With whole-brain analyses in fMRI, we’re doing the same thing. We are interested in where significant effects are occurring in the brain and when we find them we describe the results in terms of means, correlations, and so on. We are not cherry-picking regions and then claiming these represent the effects for the whole brain.
Vul et al. sent a survey around to the authors of about 50 papers to find out if authors were making the non-independence error, but they never told the authors what they were really interested in and the questions they sent did not actually assess the right information about the methods used in these studies. Based on the wrong information about the studies, they characterized half of the studies as making the non-independence error. I’ve been in touch with authors of almost all of the criticized studies and almost all of them have said something along the lines of. “Of course I didn’t use the method Vul et al. describe. Who would ever do that?”
And that’s the problem. Nobody does the analyses that Vul et al. are accusing us of. What we do is test thousands of spots in the brain (called “voxels”) to see if the differences in activity from one subject to the next reliably relates to differences on, say, a personality measure like neuroticism. This procedure is entirely valid. Then, a subset of the tests—those considered reliable enough that they would replicate—are reported in a table in the article (or in a figure or in the text). I suppose we could include a 200-page table and report the significance of every voxel in the brain, but everyone understands that we report the most significant activations and that the remaining regions have less significant results (this is the standard reporting procedure for scientific research). You have to remember that our goal is not to find the average effect in the brain, but to find where in the brain significant effects occur. The procedure we use is exactly the right one to do in order to answer that question.
LEHRER: They provide different sources of evidence (for example, simulations and analyses of published studies) to make their point. How compelling, in your opinion, is the evidence?

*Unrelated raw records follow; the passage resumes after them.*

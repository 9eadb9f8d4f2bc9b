//! Credential Types
//!
//! Session credentials and the wire shapes of the session endpoints.

use chrono::{DateTime, Duration, Utc};
use secrecy::{ExposeSecret, SecretString};
use serde::{Deserialize, Serialize};
use tracing::debug;

use crate::error::ProtocolError;
use crate::token::expiry::{decode_claims, looks_like_jwt};

/// Authorization header scheme.
#[derive(Clone, Copy, Debug, PartialEq, Eq)]
pub enum AuthScheme {
    /// `Authorization: Bearer <access_secret>` for session credentials.
    Bearer,
    /// `Authorization: Token <access_secret>` for legacy static tokens.
    Token,
}

impl AuthScheme {
    pub fn as_str(&self) -> &'static str {
        match self {
            Self::Bearer => "Bearer",
            Self::Token => "Token",
        }
    }
}

/// Credential used to authenticate outbound calls.
#[derive(Clone)]
pub struct Credential {
    access_secret: SecretString,
    refresh_secret: Option<SecretString>,
    /// Header scheme the access secret is sent with.
    pub scheme: AuthScheme,
    /// Expiration derived from the access secret's `exp` claim. `None` means unknown.
    pub expires_at: Option<DateTime<Utc>>,
    /// When the credential was obtained.
    pub issued_at: DateTime<Utc>,
}

impl Credential {
    /// Create a credential from raw parts.
    pub fn new(
        access_secret: impl Into<String>,
        refresh_secret: Option<String>,
        scheme: AuthScheme,
        expires_at: Option<DateTime<Utc>>,
        issued_at: DateTime<Utc>,
    ) -> Self {
        Self {
            access_secret: SecretString::new(access_secret.into()),
            refresh_secret: refresh_secret.map(SecretString::new),
            scheme,
            expires_at,
            issued_at,
        }
    }

    /// Credential that never expires locally, used for static tokens.
    pub fn non_expiring(token: SecretString, scheme: AuthScheme) -> Self {
        Self {
            access_secret: token,
            refresh_secret: None,
            scheme,
            expires_at: None,
            issued_at: Utc::now(),
        }
    }

    /// Build a credential from a session response.
    ///
    /// Expiry comes from the access secret's `exp` claim, decoded without
    /// verifying the signature, falling back to `expires_in`. An unreadable
    /// claim or an out-of-range `expires_in` leaves the expiry unknown. When the response
    /// carries no refresh secret, `previous_refresh` is kept.
    pub fn from_session(
        response: SessionResponse,
        previous_refresh: Option<&SecretString>,
        now: DateTime<Utc>,
    ) -> Result<Self, ProtocolError> {
        let operation = response.operation;
        let access_secret = response
            .access_secret
            .filter(|s| !s.is_empty())
            .ok_or_else(|| ProtocolError::MissingField {
                operation: operation.to_string(),
                field: "access_secret".to_string(),
            })?;

        let claims = if looks_like_jwt(&access_secret) {
            match decode_claims(&access_secret) {
                Ok(claims) => Some(claims),
                Err(error) => {
                    debug!(operation, error = %error, "access secret claims unreadable");
                    None
                }
            }
        } else {
            None
        };

        let expires_at = claims
            .as_ref()
            .and_then(|c| c.expires_at)
            .or_else(|| response.expires_in.and_then(|secs| expiry_after(now, secs)));
        let issued_at = claims.and_then(|c| c.issued_at).unwrap_or(now);

        let refresh_secret = response
            .refresh_secret
            .filter(|s| !s.is_empty())
            .map(SecretString::new)
            .or_else(|| previous_refresh.cloned());

        Ok(Self {
            access_secret: SecretString::new(access_secret),
            refresh_secret,
            scheme: AuthScheme::Bearer,
            expires_at,
            issued_at,
        })
    }

    /// Access secret value (for the Authorization header).
    pub fn access_secret(&self) -> &str {
        self.access_secret.expose_secret()
    }

    /// Refresh secret, if the session issued one.
    pub fn refresh_secret(&self) -> Option<&SecretString> {
        self.refresh_secret.as_ref()
    }

    /// A credential with no access secret is absent and never valid.
    pub fn is_absent(&self) -> bool {
        self.access_secret.expose_secret().is_empty()
    }

    /// Check that the credential outlives `buffer` from `now`.
    pub fn is_fresh(&self, buffer: std::time::Duration, now: DateTime<Utc>) -> bool {
        if self.is_absent() {
            return false;
        }
        let Some(expires_at) = self.expires_at else {
            return true;
        };
        let Ok(buffer) = Duration::from_std(buffer) else {
            return false;
        };
        now.checked_add_signed(buffer)
            .map(|deadline| deadline < expires_at)
            .unwrap_or(false)
    }

    /// Time left before expiry.
    pub fn remaining_lifetime(&self, now: DateTime<Utc>) -> Option<std::time::Duration> {
        self.expires_at
            .map(|exp| (exp - now).to_std().unwrap_or_default())
    }

    /// Whether two credentials carry the same access secret.
    pub fn same_access_as(&self, other: &Credential) -> bool {
        self.access_secret.expose_secret() == other.access_secret.expose_secret()
    }

    /// Format as Authorization header value.
    pub fn authorization_header(&self) -> String {
        format!("{} {}", self.scheme.as_str(), self.access_secret.expose_secret())
    }
}

impl std::fmt::Debug for Credential {
    fn fmt(&self, f: &mut std::fmt::Formatter<'_>) -> std::fmt::Result {
        f.debug_struct("Credential")
            .field("access_secret", &"[REDACTED]")
            .field(
                "refresh_secret",
                &self.refresh_secret.as_ref().map(|_| "[REDACTED]"),
            )
            .field("scheme", &self.scheme)
            .field("expires_at", &self.expires_at)
            .field("issued_at", &self.issued_at)
            .finish()
    }
}

/// `now + secs`, or `None` when it falls outside the representable range.
fn expiry_after(now: DateTime<Utc>, secs: u64) -> Option<DateTime<Utc>> {
    i64::try_from(secs)
        .ok()
        .and_then(Duration::try_seconds)
        .and_then(|lifetime| now.checked_add_signed(lifetime))
}

/// Response of `POST /sessions` and `POST /sessions/refresh`.
#[derive(Clone, Deserialize)]
pub struct SessionResponse {
    /// Access secret, usually a JWT.
    #[serde(default)]
    pub access_secret: Option<String>,
    /// Refresh secret.
    #[serde(default)]
    pub refresh_secret: Option<String>,
    /// Token type (usually "Bearer").
    #[serde(default = "default_token_type")]
    pub token_type: String,
    /// Lifetime hint in seconds.
    #[serde(default)]
    pub expires_in: Option<u64>,
    #[serde(skip, default = "default_operation")]
    operation: &'static str,
}

fn default_token_type() -> String {
    "Bearer".to_string()
}

fn default_operation() -> &'static str {
    "session"
}

impl SessionResponse {
    /// Parse a session response body, tagging errors with `operation`.
    pub fn parse(operation: &'static str, body: &str) -> Result<Self, ProtocolError> {
        let mut response: Self =
            serde_json::from_str(body).map_err(|e| ProtocolError::InvalidJson {
                operation: operation.to_string(),
                message: e.to_string(),
            })?;
        response.operation = operation;
        Ok(response)
    }
}

impl std::fmt::Debug for SessionResponse {
    fn fmt(&self, f: &mut std::fmt::Formatter<'_>) -> std::fmt::Result {
        f.debug_struct("SessionResponse")
            .field("access_secret", &self.access_secret.as_ref().map(|_| "[REDACTED]"))
            .field("refresh_secret", &self.refresh_secret.as_ref().map(|_| "[REDACTED]"))
            .field("token_type", &self.token_type)
            .field("expires_in", &self.expires_in)
            .finish()
    }
}

/// Body of `POST /sessions`.
#[derive(Serialize)]
pub struct LoginRequest<'a> {
    pub identity: &'a str,
    pub secret: &'a str,
}

/// Body of `POST /sessions/refresh`.
#[derive(Serialize)]
pub struct RefreshRequest<'a> {
    pub refresh_secret: &'a str,
}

LIEBERMAN: Vul et al. provide some pieces of evidence for their argument that seem quite compelling at first blush, but that do not hold up under careful inspection. First, they include a simulation to show that correlations as high as 0.80 in fMRI data can be observed even when the true correlation in the population is zero. This [fact] is true of every study ever run by a behavioral scientist. There is always some probability, no matter how small, that the observed results could be due to chance alone. That’s what a p-value assesses.
The real question is how often will such large observed effects occur, when the true correlation is zero, under realistic conditions in fMRI studies. Vul et al. conducted their simulation assuming an fMRI sample size of 10 subjects, but fMRI studies rarely have sample sizes this small. Indeed, in their “meta-analysis” of social neuroscience fMRI studies, the average sample size was more than 18. In our reply, we simulated samples of 10, 15, 18 and 20 subjects, and examined how often correlations of 0.80 will be observed when there is no real effect. When the sample is 10, at least one large spurious correlation is likely to happen in a large percentage of simulated studies. When the sample size is increased to 18 subjects, however, there are spurious correlations in only a small percentage of simulated studies. So spurious correlations can occur, but they will be rare in typical fMRI studies.